This study evaluated the occurrence of acute stroke, the functional outcome, and the risk factors for acute ischemic stroke (AIS) in COVID-19 patients. We found that stroke occurred in 1.46% of hospitalized COVID-19 patients. In comparison to previous similar studies, the data suggest that, in population-based reports, stroke occurrence is consistent, and that the high variability found in other studies is likely due to selection bias in different clinical settings. Our data confirm the ischemic subtype preference and the bad outcome at 3 months as measured by mRS.

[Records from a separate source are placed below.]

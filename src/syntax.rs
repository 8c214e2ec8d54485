//! Syntax module for the Turtille language
//!
//! Source text is read one line at a time. Each non-blank line becomes at most one
//! [`Statement`](crate::ast::Statement): a run of commands or a macro definition.

pub mod parser;

pub use parser::{parse, parse_line};

/// Words the grammar claims for itself (see `grammar.pest`). A macro by one of these
/// names could be defined but never called.
pub const KEYWORDS: [&str; 16] = [
    "forward", "backward", "back", "left", "right", "f", "b", "l", "r", "move", "mv", "m", "goto",
    "g", "repeat", "animate",
];
//! # Pen
//!
//! The drawing surface the movement builtins delegate to. The interpreter only
//! knows the [`Pen`] trait; the default implementation is a [`Turtle`] drawing
//! braille dots onto a [`Canvas`].

pub mod canvas;
pub mod turtle;

pub use canvas::Canvas;
pub use turtle::Turtle;

/// Turtle-graphics state machine driven by the movement builtins.
///
/// Angles are in degrees; positive turns go right.
pub trait Pen {
    fn forward(&mut self, step: f64);

    fn back(&mut self, step: f64) {
        self.forward(-step);
    }

    fn left(&mut self, angle: f64);
    fn right(&mut self, angle: f64);

    /// Lifts the pen so `move_to` stops drawing.
    fn up(&mut self);
    fn down(&mut self);

    fn move_to(&mut self, x: f64, y: f64);

    /// Removes everything drawn, keeping position and heading.
    fn clear(&mut self);

    /// Back to the origin with heading 0 and an empty surface.
    fn reset(&mut self);

    /// The current drawing as printable text.
    fn render_frame(&self) -> String;
}
// Regression tests for the turtille binary: exit codes, diagnostics and frame output.
// Requires: assert_cmd, predicates, tempfile crates in [dev-dependencies]

use std::fs;

use assert_cmd::Command;
use predicates::{prelude::PredicateBooleanExt, str::contains};
use tempfile::tempdir;

fn turtille() -> Command {
    let mut cmd = Command::cargo_bin("turtille").unwrap();
    cmd.arg("--no-load").arg("--fps").arg("0");
    cmd
}

#[test]
fn quit_exits_cleanly() {
    turtille().arg("-c").arg("f q").assert().success();
}

#[test]
fn unknown_commands_are_reported_but_do_not_fail() {
    turtille()
        .arg("-c")
        .arg("bogus1 f 10 bogus2")
        .assert()
        .success()
        .stderr(
            contains("Unknown command: bogus1, bogus2")
                .or(contains("turtille::runtime::unknown_command")),
        );
}

#[test]
fn syntax_errors_are_rendered_with_diagnostics() {
    turtille()
        .arg("-c")
        .arg("f 10 ) r")
        .assert()
        .success()
        .stderr(contains("turtille::parse::syntax").or(contains("cannot parse")));
}

#[test]
fn missing_turfile_fails() {
    turtille()
        .arg("does/not/exist.tur")
        .assert()
        .failure()
        .stderr(contains("Failed to read"));
}

#[test]
fn print_flag_dumps_the_final_frame() {
    turtille()
        .arg("--print")
        .arg("-c")
        .arg("f 10")
        .assert()
        .success()
        .stdout(contains("\u{2809}"));
}

#[test]
fn turfile_definitions_are_registered_before_running() {
    let dir = tempdir().unwrap();
    let file = dir.path().join("shape.tur");
    fs::write(&file, "line\nline -> f 10\nprint\n").unwrap();

    turtille()
        .arg(&file)
        .assert()
        .success()
        .stdout(contains("\u{2809}"));
}

#[test]
fn piped_repl_runs_lines_until_quit() {
    turtille()
        .write_stdin("sq -> f 10\nsq\nq\nnever -> f\n")
        .assert()
        .success()
        .stdout(contains("\u{2809}").and(contains("Hi, I am Turtille!").not()));
}
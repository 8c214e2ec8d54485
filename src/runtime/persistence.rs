//! Persistence capability: the macro table as Turtille source.
//!
//! A store holds one definition per line, `name -> cmd arg cmd arg ...`, in the order the
//! macros were first defined. Loading is forgiving: a missing file or a bad line is
//! logged and skipped, never fatal.

use std::{
    fs,
    path::{Path, PathBuf},
};

use indexmap::IndexMap;
use log::{debug, info, warn};

use crate::{
    ast::{Program, ProgramDisplay},
    errors::{Result, TurtilleError},
    runtime::Interpreter,
    syntax,
};

#[derive(Debug, Clone)]
pub struct Persistence {
    store: PathBuf,
}

impl Persistence {
    pub fn new(store: impl Into<PathBuf>) -> Self {
        Self {
            store: store.into(),
        }
    }

    pub fn store(&self) -> &Path {
        &self.store
    }
}

/// Renders every macro as a definition line.
pub fn encode(macros: &IndexMap<String, Program>) -> String {
    macros
        .iter()
        .map(|(name, body)| format!("{name} -> {}\n", ProgramDisplay(body)))
        .collect()
}

impl Interpreter {
    fn store_path(&self, path: Option<&Path>) -> Option<PathBuf> {
        path.map(Path::to_path_buf).or_else(|| self.store())
    }

    /// Writes the macro table to `path`, or to the configured store.
    pub fn save(&self, path: Option<&Path>) -> Result<()> {
        let Some(path) = self.store_path(path) else {
            return Err(TurtilleError::invalid_argument("save", "no store configured"));
        };
        fs::write(&path, encode(&self.macros)).map_err(|source| TurtilleError::Io {
            operation: "save",
            path: path.clone(),
            source,
        })?;
        for name in self.macros.keys() {
            debug!("saved func: {name}");
        }
        info!(
            "saved {} macro(s) to {}: {:?}",
            self.macros.len(),
            path.display(),
            self.macros.keys().collect::<Vec<_>>()
        );
        Ok(())
    }

    /// Reads definitions from `path`, or the configured store, registering each macro.
    ///
    /// Returns the non-definition commands found in the file. With `silent` the summary
    /// is logged at debug instead of info.
    pub fn load(&mut self, path: Option<&Path>, silent: bool) -> Program {
        let level = if silent {
            log::Level::Debug
        } else {
            log::Level::Info
        };
        let Some(path) = self.store_path(path) else {
            log::log!(level, "no store configured, nothing to load");
            return Vec::new();
        };
        let text = match fs::read_to_string(&path) {
            Ok(text) => text,
            Err(err) => {
                log::log!(level, "nothing to load from {} ({err})", path.display());
                return Vec::new();
            }
        };

        let before = self.macros.len();
        let program = self.load_source(&text, &path.display().to_string());
        log::log!(
            level,
            "loaded functions from {} ({} new)",
            path.display(),
            self.macros.len().saturating_sub(before)
        );
        program
    }

    /// Applies `text` line by line. Definitions are registered, other commands collected
    /// and returned; a line that fails to parse or define is logged and skipped.
    pub fn load_source(&mut self, text: &str, source_name: &str) -> Program {
        let mut program = Vec::new();
        for (index, line) in text.lines().enumerate() {
            let line_name = format!("{source_name}:{}", index + 1);
            let applied = syntax::parse_line(line, &line_name).and_then(|statement| match statement {
                Some(statement) => self.apply(statement, &mut program),
                None => Ok(()),
            });
            if let Err(err) = applied {
                warn!("skipping {line_name}: {err}");
            }
        }
        program
    }
}

#[cfg(test)]
mod tests {
    use super::*;
    use crate::ast::{Arg, Command};

    #[test]
    fn encodes_in_definition_order() {
        let mut macros = IndexMap::new();
        macros.insert("zz".to_string(), vec![Command::new("f", vec![Arg::Number(10.0)])]);
        macros.insert(
            "aa".to_string(),
            vec![Command::new(
                "repeat",
                vec![Arg::Number(4.0), Arg::Program(vec![Command::bare("zz")])],
            )],
        );
        assert_eq!(encode(&macros), "zz -> f 10\naa -> repeat 4 [zz]\n");
    }

    #[test]
    fn encoded_bodies_parse_back_to_equal_commands() {
        let body = vec![
            Command::new("move", vec![Arg::Number(3.0), Arg::Number(-4.5)]),
            Command::new(
                "repeat",
                vec![
                    Arg::Number(2.0),
                    Arg::Program(vec![
                        Command::new("f", vec![Arg::Number(0.25)]),
                        Command::new("r", vec![Arg::Number(-90.0)]),
                    ]),
                ],
            ),
            Command::new("inspect", vec![Arg::Text("sq".into())]),
        ];
        let mut macros = IndexMap::new();
        macros.insert("shape".to_string(), body.clone());
        let text = encode(&macros);
        match syntax::parse_line(text.trim_end(), "store").unwrap() {
            Some(crate::ast::Statement::Define { name, body: parsed }) => {
                assert_eq!(name, "shape");
                assert_eq!(parsed, body);
            }
            other => panic!("expected a definition, got {other:?}"),
        }
    }
}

Risk analysis in our COVID-19 patients showed that atrial fibrillation, ischemic heart disease, and COVID-19 severity are independent risk factors for AIS. Infection severity has been described, and then confirmed in review articles, as a major determinant of ischemic stroke occurrence as well as of other neurological complications (38). In a recent meta-analysis, authors found a significant relative risk (RR) as high as 2.9–3.5 in severe COVID-19 cases vs. mild forms. The slight variations in RR seem to depend on the “a priori” definition of disease severity, but all the studies were consistent in indicating the risk factor effect direction (39). Time from COVID-19 onset to stroke occurrence varies across studies, from 0 to 19 days (40, 41). Jang et al. (42) reported that the first 3 days from COVID-19 onset were the ones with the highest incidence rate ratio (IRR) for acute stroke, 10 times higher than in non-COVID-19 patients. However, they did not provide “COVID severity” as a variable influencing COVID-19 onset to stroke occurrence. We found a significant correlation between “time from COVID-19 onset to stroke occurrence” and “COVID-19 severity/ICU setting” (r = 0.484, p < 0.001). Sluis et al. (7) found a similar correlation in their study, with AIS occurring earlier in mild/moderate COVID-19 and later in severe/critical patients. However, we are not completely sure of what was the actual infection onset, above all in less severe cases, with very mild and underreported symptoms during the incubation phase; therefore, we cannot exclude that a simple systematic error in clinical data could explain this finding.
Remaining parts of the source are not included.